Log formatting allocates memory and consumes CPU even when the message is discarded because it's below the configured level:

```go
// Bad — fmt.Sprintf runs BEFORE the logger checks the level
logger.Debug(fmt.Sprintf("processing item %d with data %v", item.ID, item.Data))

// Good — slog defers formatting until level check passes (Go 1.21+)
slog.Debug("processing item", slog.Int("id", item.ID), slog.Any("data", item.Data))

// Best — LogAttrs: zero allocations when level is disabled
slog.LogAttrs(ctx, slog.LevelDebug, "processing item",
    slog.Int("id", item.ID))
```

In hot paths, even `slog.Any` can allocate.
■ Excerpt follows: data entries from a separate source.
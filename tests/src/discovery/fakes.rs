use std::collections::{HashMap, HashSet};
use std::net::Ipv4Addr;
use std::sync::atomic::{AtomicUsize, Ordering};
use std::time::Duration;

use anyhow::bail;
use async_trait::async_trait;
use netsweep_common::network::device::Reply;
use netsweep_common::network::range::NetworkRange;
use netsweep_common::ScanError;
use netsweep_core::{NameLookup, Prober};
use pnet::util::MacAddr;

pub fn host(octet: u8) -> Ipv4Addr {
    Ipv4Addr::new(192, 168, 50, octet)
}

pub fn reply(octet: u8) -> Reply {
    Reply::new(host(octet), MacAddr::new(0x02, 0x42, 0xac, 0x11, 0x00, octet))
}

/// Plays back a fixed set of replies, keeping only those inside the range
/// it is asked about.
pub struct ScriptedProber {
    pub replies: Vec<Reply>,
}

#[async_trait]
impl Prober for ScriptedProber {
    async fn send_and_collect(
        &self,
        range: &NetworkRange,
        _timeout: Duration,
        _interface: Option<&str>,
    ) -> Result<Vec<Reply>, ScanError> {
        Ok(self
            .replies
            .iter()
            .filter(|reply| range.contains(reply.address))
            .copied()
            .collect())
    }
}

/// Behaves like a slow local resolver: answers from `names` after `delay`,
/// errors for anything in `fail` and never answers for anything in `hang`.
#[derive(Default)]
pub struct ScriptedLookup {
    pub names: HashMap<Ipv4Addr, String>,
    pub fail: HashSet<Ipv4Addr>,
    pub hang: HashSet<Ipv4Addr>,
    pub delay: Duration,
    pub calls: AtomicUsize,
}

impl ScriptedLookup {
    pub fn calls(&self) -> usize {
        self.calls.load(Ordering::SeqCst)
    }
}

#[async_trait]
impl NameLookup for ScriptedLookup {
    async fn reverse(&self, addr: Ipv4Addr) -> anyhow::Result<String> {
        self.calls.fetch_add(1, Ordering::SeqCst);
        if self.hang.contains(&addr) {
            std::future::pending::<()>().await;
        }
        tokio::time::sleep(self.delay).await;

        if self.fail.contains(&addr) {
            bail!("no PTR record for {addr}");
        }
        match self.names.get(&addr) {
            Some(name) => Ok(name.clone()),
            None => bail!("unknown host {addr}"),
        }
    }
}
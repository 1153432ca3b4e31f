use std::time::Duration;

use colored::*;
use netsweep_common::macros::PRINT_TARGET;
use netsweep_common::network::device::Device;
use netsweep_core::ResolutionStats;
use tracing::info;

use crate::terminal::colors;

pub const TOTAL_WIDTH: usize = 64;

const IP_COLUMN: usize = 16;
const MAC_COLUMN: usize = 20;

pub fn print(msg: &str) {
    info!(target: PRINT_TARGET, raw_msg = msg);
}

pub fn header(msg: &str, q_level: u8) {
    if q_level > 0 {
        return;
    }

    let formatted: String = format!("⟦ {} ⟧", msg);
    let msg_len: usize = formatted.chars().count();

    let dash_count: usize = TOTAL_WIDTH.saturating_sub(msg_len);
    let left: usize = dash_count / 2;
    let right: usize = dash_count - left;

    let line: ColoredString = format!(
        "{}{}{}",
        "─".repeat(left),
        formatted.to_uppercase().bright_green(),
        "─".repeat(right)
    )
    .bright_black();

    print(&format!("{}", line));
}

pub fn fat_separator() {
    let sep: ColoredString = "═".repeat(TOTAL_WIDTH).color(colors::SEPARATOR);
    print(&format!("{}", sep));
}

pub fn centerln(msg: &str) {
    let space = " ".repeat(TOTAL_WIDTH.saturating_sub(console::measure_text_width(msg)) / 2);
    print(&format!("{}{}", space, msg));
}

/// Renders one row per device under an `IP / MAC / NAME` header.
pub fn device_table(devices: &[Device]) {
    let head = format!("{:<IP_COLUMN$}{:<MAC_COLUMN$}{}", "IP", "MAC", "NAME");
    print(&format!("{}", head.bold().color(colors::PRIMARY)));
    print(&format!("{}", "─".repeat(TOTAL_WIDTH).color(colors::SEPARATOR)));

    for device in devices {
        print(&device_row(device));
    }
}

fn device_row(device: &Device) -> String {
    let ip = format!("{:<IP_COLUMN$}", device.address.to_string()).color(colors::IPV4_ADDR);
    let mac = format!("{:<MAC_COLUMN$}", device.mac.to_string()).color(colors::MAC_ADDR);
    let name = if device.has_name() {
        device.name.color(colors::TEXT_DEFAULT)
    } else {
        device.name.italic().color(colors::UNKNOWN)
    };
    format!("{ip}{mac}{name}")
}

pub fn no_results() {
    print(&format!("{}", "No devices answered the probe.".red().bold()));
}

pub fn summary(devices: usize, total_time: Duration, resolution: Option<&ResolutionStats>) {
    let found: ColoredString = format!("{devices} devices").bold().green();
    let total: ColoredString = format!("{:.2}s", total_time.as_secs_f64()).bold().yellow();

    fat_separator();
    centerln(&format!("Discovery complete: {found} found in {total}"));

    if let Some(stats) = resolution {
        let resolved = format!("{}/{}", stats.resolved, devices).bold().cyan();
        let elapsed = format!("{:.2}s", stats.elapsed.as_secs_f64()).bold().yellow();
        centerln(&format!(
            "{resolved} names resolved in {elapsed} with up to {} workers",
            stats.workers
        ));
    }
}

// ╔════════════════════════════════════════════╗
// ║ ████████╗███████╗███████╗████████╗███████╗ ║
// ║ ╚══██╔══╝██╔════╝██╔════╝╚══██╔══╝██╔════╝ ║
// ║    ██║   █████╗  ███████╗   ██║   ███████╗ ║
// ║    ██║   ██╔══╝  ╚════██║   ██║   ╚════██║ ║
// ║    ██║   ███████╗███████║   ██║   ███████║ ║
// ║    ╚═╝   ╚══════╝╚══════╝   ╚═╝   ╚══════╝ ║
// ╚════════════════════════════════════════════╝

#[cfg(test)]
mod tests {
    use super::*;
    use netsweep_common::network::device::Reply;
    use std::net::Ipv4Addr;

    fn device(octet: u8, name: &str) -> Device {
        let reply = Reply::new(Ipv4Addr::new(192, 168, 1, octet), "aa:bb:cc:dd:ee:ff".parse().unwrap());
        Device::new(reply, name)
    }

    #[test]
    fn row_is_column_aligned() {
        colored::control::set_override(false);

        let row = device_row(&device(10, "printer.lan"));
        assert_eq!(&row[..IP_COLUMN], "192.168.1.10    ");
        assert_eq!(&row[IP_COLUMN..IP_COLUMN + MAC_COLUMN], "aa:bb:cc:dd:ee:ff   ");
        assert!(row.ends_with("printer.lan"));
    }
}
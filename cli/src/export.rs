//! CSV persistence of scan results.

use std::fs::{self, File};
use std::io::Write;
use std::path::Path;

use anyhow::Context;
use netsweep_common::network::device::Device;

pub const CSV_HEADER: [&str; 3] = ["ip", "mac", "nombre"];

/// Writes `devices` as CSV with a header row to `writer`.
pub fn write_devices<W: Write>(writer: W, devices: &[Device]) -> anyhow::Result<()> {
    let mut csv_writer = csv::Writer::from_writer(writer);

    csv_writer.write_record(CSV_HEADER)?;
    for device in devices {
        csv_writer.write_record([
            device.address.to_string(),
            device.mac.to_string(),
            device.name.clone(),
        ])?;
    }

    csv_writer.flush()?;
    Ok(())
}

/// Saves `devices` to `path`, creating missing parent directories.
pub fn save_csv(path: &Path, devices: &[Device]) -> anyhow::Result<()> {
    if let Some(parent) = path.parent().filter(|p| !p.as_os_str().is_empty()) {
        fs::create_dir_all(parent).with_context(|| format!("creating {}", parent.display()))?;
    }

    let file = File::create(path).with_context(|| format!("creating {}", path.display()))?;
    write_devices(file, devices).with_context(|| format!("writing {}", path.display()))
}

// ╔════════════════════════════════════════════╗
// ║ ████████╗███████╗███████╗████████╗███████╗ ║
// ║ ╚══██╔══╝██╔════╝██╔════╝╚══██╔══╝██╔════╝ ║
// ║    ██║   █████╗  ███████╗   ██║   ███████╗ ║
// ║    ██║   ██╔══╝  ╚════██║   ██║   ╚════██║ ║
// ║    ██║   ███████╗███████║   ██║   ███████║ ║
// ║    ╚═╝   ╚══════╝╚══════╝   ╚═╝   ╚══════╝ ║
// ╚════════════════════════════════════════════╝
Prefer typed attributes: `slog.Int`, `slog.String`, `slog.Bool`.

## Panic/Recover Cost

**Diagnose:** 1- `go tool pprof` (CPU profile) — look for `runtime.gopanic` or `runtime.gorecover` in the profile; their presence in hot paths means panic/recover is being used for control flow 2- `go test -bench` — benchmark panic/recover vs error-return versions; expect 10-100x overhead from stack unwinding and defer execution

`panic` triggers stack unwinding, running all deferred functions up the call stack. `recover` catches the panic but the unwinding itself is expensive. Never use panic/recover for control flow:

```go
// Bad — panic overhead for a normal condition
defer func() { recover() }()
v, _ := strconv.Atoi(s) // relies on panic for invalid input

// Good — explicit error check, no panic overhead
v, err := strconv.Atoi(s)
if err != nil { continue }
```

Panic is appropriate only for truly unrecoverable situations (programmer errors, corrupted state). Always convert panics to errors at package boundaries.